When every entry has been read, print each one back exactly.
BEGIN Exercise data
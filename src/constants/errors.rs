// ABOUTME: Error code constants for JSON-RPC and MCP protocol errors
// ABOUTME: Defines standard error codes and corresponding error messages
//
// Licensed under the Apache License, Version 2.0 <LICENSE-APACHE or
// http://www.apache.org/licenses/LICENSE-2.0> or the MIT license
// <LICENSE-MIT or http://opensource.org/licenses/MIT>, at your
// option. This file may not be copied, modified, or distributed
// except according to those terms.

//! Error codes for JSON-RPC and MCP protocols

/// Parse error (invalid JSON on the wire)
pub const ERROR_PARSE_ERROR: i32 = -32700;

/// Invalid request (not a valid JSON-RPC request object)
pub const ERROR_INVALID_REQUEST: i32 = -32600;

/// Method not found
pub const ERROR_METHOD_NOT_FOUND: i32 = -32601;

/// Invalid parameters
pub const ERROR_INVALID_PARAMS: i32 = -32602;

/// Internal error
pub const ERROR_INTERNAL_ERROR: i32 = -32603;

/// Common error messages
pub const MSG_PARSE_ERROR: &str = "Parse error";
pub const MSG_METHOD_NOT_FOUND: &str = "Method not found";
pub const MSG_INVALID_PARAMS: &str = "Invalid parameters";
pub const MSG_INTERNAL_ERROR: &str = "Internal error";

/// Reply text for tool calls made without a configured session. Sent as a
/// normal text result, not a protocol error, so assistants can relay the
/// fix to the user.
pub const MSG_GARTH_TOKEN_REQUIRED: &str =
    "You must set the GARTH_TOKEN environment variable to use this tool";
// ABOUTME: RFC 5849 OAuth1 request signing with HMAC-SHA1
// ABOUTME: Produces Authorization headers for the Garmin token exchange endpoint
//
// Licensed under the Apache License, Version 2.0 <LICENSE-APACHE or
// http://www.apache.org/licenses/LICENSE-2.0> or the MIT license
// <LICENSE-MIT or http://opensource.org/licenses/MIT>, at your
// option. This file may not be copied, modified, or distributed
// except according to those terms.

//! `OAuth1` request signing
//!
//! Garmin's token exchange endpoint requires classic `OAuth1` HMAC-SHA1
//! signatures. Only the signed-request leg is implemented here; the
//! interactive SSO flow that first mints `OAuth1` credentials happens
//! outside this server.

use crate::errors::{AppError, AppResult};
use base64::engine::general_purpose::STANDARD;
use base64::Engine as _;
use chrono::Utc;
use hmac::{Hmac, Mac};
use percent_encoding::{utf8_percent_encode, AsciiSet, NON_ALPHANUMERIC};
use sha1::Sha1;
use std::collections::BTreeMap;
use url::Url;

/// Everything outside the RFC 3986 unreserved set gets percent-encoded.
const ENCODE_SET: &AsciiSet = &NON_ALPHANUMERIC
    .remove(b'-')
    .remove(b'.')
    .remove(b'_')
    .remove(b'~');

/// Signs requests with consumer credentials plus an `OAuth1` user token.
pub struct Oauth1Signer {
    consumer_key: String,
    consumer_secret: String,
    token: String,
    token_secret: String,
}

impl Oauth1Signer {
    /// Create a signer for the given consumer and user token credentials.
    #[must_use]
    pub fn new(
        consumer_key: impl Into<String>,
        consumer_secret: impl Into<String>,
        token: impl Into<String>,
        token_secret: impl Into<String>,
    ) -> Self {
        Self {
            consumer_key: consumer_key.into(),
            consumer_secret: consumer_secret.into(),
            token: token.into(),
            token_secret: token_secret.into(),
        }
    }

    /// Build the `Authorization` header value for a request.
    ///
    /// Query parameters embedded in `url` and the extra form parameters in
    /// `extra_params` are both folded into the signature base string as the
    /// spec requires.
    ///
    /// # Errors
    ///
    /// Returns an internal error when `url` cannot be parsed or the HMAC key
    /// cannot be initialized.
    pub fn authorization_header(
        &self,
        method: &str,
        url: &str,
        extra_params: &[(String, String)],
    ) -> AppResult<String> {
        let timestamp = Utc::now().timestamp().to_string();
        let nonce = generate_nonce();
        self.header_with_timestamp_nonce(method, url, extra_params, &timestamp, &nonce)
    }

    fn header_with_timestamp_nonce(
        &self,
        method: &str,
        url: &str,
        extra_params: &[(String, String)],
        timestamp: &str,
        nonce: &str,
    ) -> AppResult<String> {
        let parsed = Url::parse(url)
            .map_err(|e| AppError::internal(format!("invalid URL for OAuth1 signing: {e}")))?;
        let host = parsed.host_str().unwrap_or_default();
        let base_url = match parsed.port() {
            Some(port) => format!("{}://{host}:{port}{}", parsed.scheme(), parsed.path()),
            None => format!("{}://{host}{}", parsed.scheme(), parsed.path()),
        };

        let mut params: BTreeMap<String, String> = BTreeMap::new();
        params.insert("oauth_consumer_key".to_owned(), self.consumer_key.clone());
        params.insert("oauth_nonce".to_owned(), nonce.to_owned());
        params.insert("oauth_signature_method".to_owned(), "HMAC-SHA1".to_owned());
        params.insert("oauth_timestamp".to_owned(), timestamp.to_owned());
        params.insert("oauth_token".to_owned(), self.token.clone());
        params.insert("oauth_version".to_owned(), "1.0".to_owned());

        let mut all_params = params.clone();
        for (key, value) in parsed.query_pairs() {
            all_params.insert(key.into_owned(), value.into_owned());
        }
        for (key, value) in extra_params {
            all_params.insert(key.clone(), value.clone());
        }

        let signature = self.signature(method, &base_url, &all_params)?;
        params.insert("oauth_signature".to_owned(), signature);

        let header_params: Vec<String> = params
            .iter()
            .map(|(key, value)| format!("{key}=\"{}\"", percent_encode(value)))
            .collect();

        Ok(format!("OAuth {}", header_params.join(", ")))
    }

    /// HMAC-SHA1 over the RFC 5849 signature base string, base64-encoded.
    fn signature(
        &self,
        method: &str,
        base_url: &str,
        params: &BTreeMap<String, String>,
    ) -> AppResult<String> {
        let param_string: String = params
            .iter()
            .map(|(key, value)| format!("{}={}", percent_encode(key), percent_encode(value)))
            .collect::<Vec<_>>()
            .join("&");

        let base_string = format!(
            "{}&{}&{}",
            method.to_uppercase(),
            percent_encode(base_url),
            percent_encode(&param_string)
        );

        let signing_key = format!(
            "{}&{}",
            percent_encode(&self.consumer_secret),
            percent_encode(&self.token_secret)
        );

        let mut mac = Hmac::<Sha1>::new_from_slice(signing_key.as_bytes())
            .map_err(|_| AppError::internal("HMAC key initialization failed"))?;
        mac.update(base_string.as_bytes());

        Ok(STANDARD.encode(mac.finalize().into_bytes()))
    }
}

/// Percent-encode a string for `OAuth1` signing.
fn percent_encode(input: &str) -> String {
    utf8_percent_encode(input, ENCODE_SET).to_string()
}

/// 16 random bytes as lowercase hex.
fn generate_nonce() -> String {
    let bytes: [u8; 16] = rand::Rng::gen(&mut rand::thread_rng());
    hex::encode(bytes)
}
END Exercise data
● **Exercise result**:
filename src/constants/errors.rs
// ABOUTME: Error code constants for JSON-RPC and MCP protocol errors
// ABOUTME: Defines standard error codes and corresponding error messages
//
// Licensed under the Apache License, Version 2.0 <LICENSE-APACHE or
// http://www.apache.org/licenses/LICENSE-2.0> or the MIT license
// <LICENSE-MIT or http://opensource.org/licenses/MIT>, at your
// option. This file may not be copied, modified, or distributed
// except according to those terms.

//! Error codes for JSON-RPC and MCP protocols

/// Parse error (invalid JSON on the wire)
pub const ERROR_PARSE_ERROR: i32 = -32700;

/// Invalid request (not a valid JSON-RPC request object)
pub const ERROR_INVALID_REQUEST: i32 = -32600;

/// Method not found
pub const ERROR_METHOD_NOT_FOUND: i32 = -32601;

/// Invalid parameters
pub const ERROR_INVALID_PARAMS: i32 = -32602;

/// Internal error
pub const ERROR_INTERNAL_ERROR: i32 = -32603;

/// Common error messages
pub const MSG_PARSE_ERROR: &str = "Parse error";
pub const MSG_METHOD_NOT_FOUND: &str = "Method not found";
pub const MSG_INVALID_PARAMS: &str = "Invalid parameters";
pub const MSG_INTERNAL_ERROR: &str = "Internal error";

/// Reply text for tool calls made without a configured session. Sent as a
/// normal text result, not a protocol error, so assistants can relay the
/// fix to the user.
pub const MSG_GARTH_TOKEN_REQUIRED: &str =
    "You must set the GARTH_TOKEN environment variable to use this tool";
// ABOUTME: RFC 5849 OAuth1 request signing with HMAC-SHA1
// ABOUTME: Produces Authorization headers for the Garmin token exchange endpoint
//
// Licensed under the Apache License, Version 2.0 <LICENSE-APACHE or
// http://www.apache.org/licenses/LICENSE-2.0> or the MIT license
// <LICENSE-MIT or http://opensource.org/licenses/MIT>, at your
// option. This file may not be copied, modified, or distributed
// except according to those terms.

//! `OAuth1` request signing
//!
//! Garmin's token exchange endpoint requires classic `OAuth1` HMAC-SHA1
//! signatures. Only the signed-request leg is implemented here; the
//! interactive SSO flow that first mints `OAuth1` credentials happens
//! outside this server.

use crate::errors::{AppError, AppResult};
use base64::engine::general_purpose::STANDARD;
use base64::Engine as _;
use chrono::Utc;
use hmac::{Hmac, Mac};
use percent_encoding::{utf8_percent_encode, AsciiSet, NON_ALPHANUMERIC};
use sha1::Sha1;
use std::collections::BTreeMap;
use url::Url;

/// Everything outside the RFC 3986 unreserved set gets percent-encoded.
const ENCODE_SET: &AsciiSet = &NON_ALPHANUMERIC
    .remove(b'-')
    .remove(b'.')
    .remove(b'_')
    .remove(b'~');

/// Signs requests with consumer credentials plus an `OAuth1` user token.
pub struct Oauth1Signer {
    consumer_key: String,
    consumer_secret: String,
    token: String,
    token_secret: String,
}

impl Oauth1Signer {
    /// Create a signer for the given consumer and user token credentials.
    #[must_use]
    pub fn new(
        consumer_key: impl Into<String>,
        consumer_secret: impl Into<String>,
        token: impl Into<String>,
        token_secret: impl Into<String>,
    ) -> Self {
        Self {
            consumer_key: consumer_key.into(),
            consumer_secret: consumer_secret.into(),
            token: token.into(),
            token_secret: token_secret.into(),
        }
    }

    /// Build the `Authorization` header value for a request.
    ///
    /// Query parameters embedded in `url` and the extra form parameters in
    /// `extra_params` are both folded into the signature base string as the
    /// spec requires.
    ///
    /// # Errors
    ///
    /// Returns an internal error when `url` cannot be parsed or the HMAC key
    /// cannot be initialized.
    pub fn authorization_header(
        &self,
        method: &str,
        url: &str,
        extra_params: &[(String, String)],
    ) -> AppResult<String> {
        let timestamp = Utc::now().timestamp().to_string();
        let nonce = generate_nonce();
        self.header_with_timestamp_nonce(method, url, extra_params, &timestamp, &nonce)
    }

    fn header_with_timestamp_nonce(
        &self,
        method: &str,
        url: &str,
        extra_params: &[(String, String)],
        timestamp: &str,
        nonce: &str,
    ) -> AppResult<String> {
        let parsed = Url::parse(url)
            .map_err(|e| AppError::internal(format!("invalid URL for OAuth1 signing: {e}")))?;
        let host = parsed.host_str().unwrap_or_default();
        let base_url = match parsed.port() {
            Some(port) => format!("{}://{host}:{port}{}", parsed.scheme(), parsed.path()),
            None => format!("{}://{host}{}", parsed.scheme(), parsed.path()),
        };

        let mut params: BTreeMap<String, String> = BTreeMap::new();
        params.insert("oauth_consumer_key".to_owned(), self.consumer_key.clone());
        params.insert("oauth_nonce".to_owned(), nonce.to_owned());
        params.insert("oauth_signature_method".to_owned(), "HMAC-SHA1".to_owned());
        params.insert("oauth_timestamp".to_owned(), timestamp.to_owned());
        params.insert("oauth_token".to_owned(), self.token.clone());
        params.insert("oauth_version".to_owned(), "1.0".to_owned());

        let mut all_params = params.clone();
        for (key, value) in parsed.query_pairs() {
            all_params.insert(key.into_owned(), value.into_owned());
        }
        for (key, value) in extra_params {
            all_params.insert(key.clone(), value.clone());
        }

        let signature = self.signature(method, &base_url, &all_params)?;
        params.insert("oauth_signature".to_owned(), signature);

        let header_params: Vec<String> = params
            .iter()
            .map(|(key, value)| format!("{key}=\"{}\"", percent_encode(value)))
            .collect();

        Ok(format!("OAuth {}", header_params.join(", ")))
    }

    /// HMAC-SHA1 over the RFC 5849 signature base string, base64-encoded.
    fn signature(
        &self,
        method: &str,
        base_url: &str,
        params: &BTreeMap<String, String>,
    ) -> AppResult<String> {
        let param_string: String = params
            .iter()
            .map(|(key, value)| format!("{}={}", percent_encode(key), percent_encode(value)))
            .collect::<Vec<_>>()
            .join("&");

        let base_string = format!(
            "{}&{}&{}",
            method.to_uppercase(),
            percent_encode(base_url),
            percent_encode(&param_string)
        );

        let signing_key = format!(
            "{}&{}",
            percent_encode(&self.consumer_secret),
            percent_encode(&self.token_secret)
        );

        let mut mac = Hmac::<Sha1>::new_from_slice(signing_key.as_bytes())
            .map_err(|_| AppError::internal("HMAC key initialization failed"))?;
        mac.update(base_string.as_bytes());

        Ok(STANDARD.encode(mac.finalize().into_bytes()))
    }
}

/// Percent-encode a string for `OAuth1` signing.
fn percent_encode(input: &str) -> String {
    utf8_percent_encode(input, ENCODE_SET).to_string()
}

/// 16 random bytes as lowercase hex.
fn generate_nonce() -> String {
    let bytes: [u8; 16] = rand::Rng::gen(&mut rand::thread_rng());
    hex::encode(bytes)
}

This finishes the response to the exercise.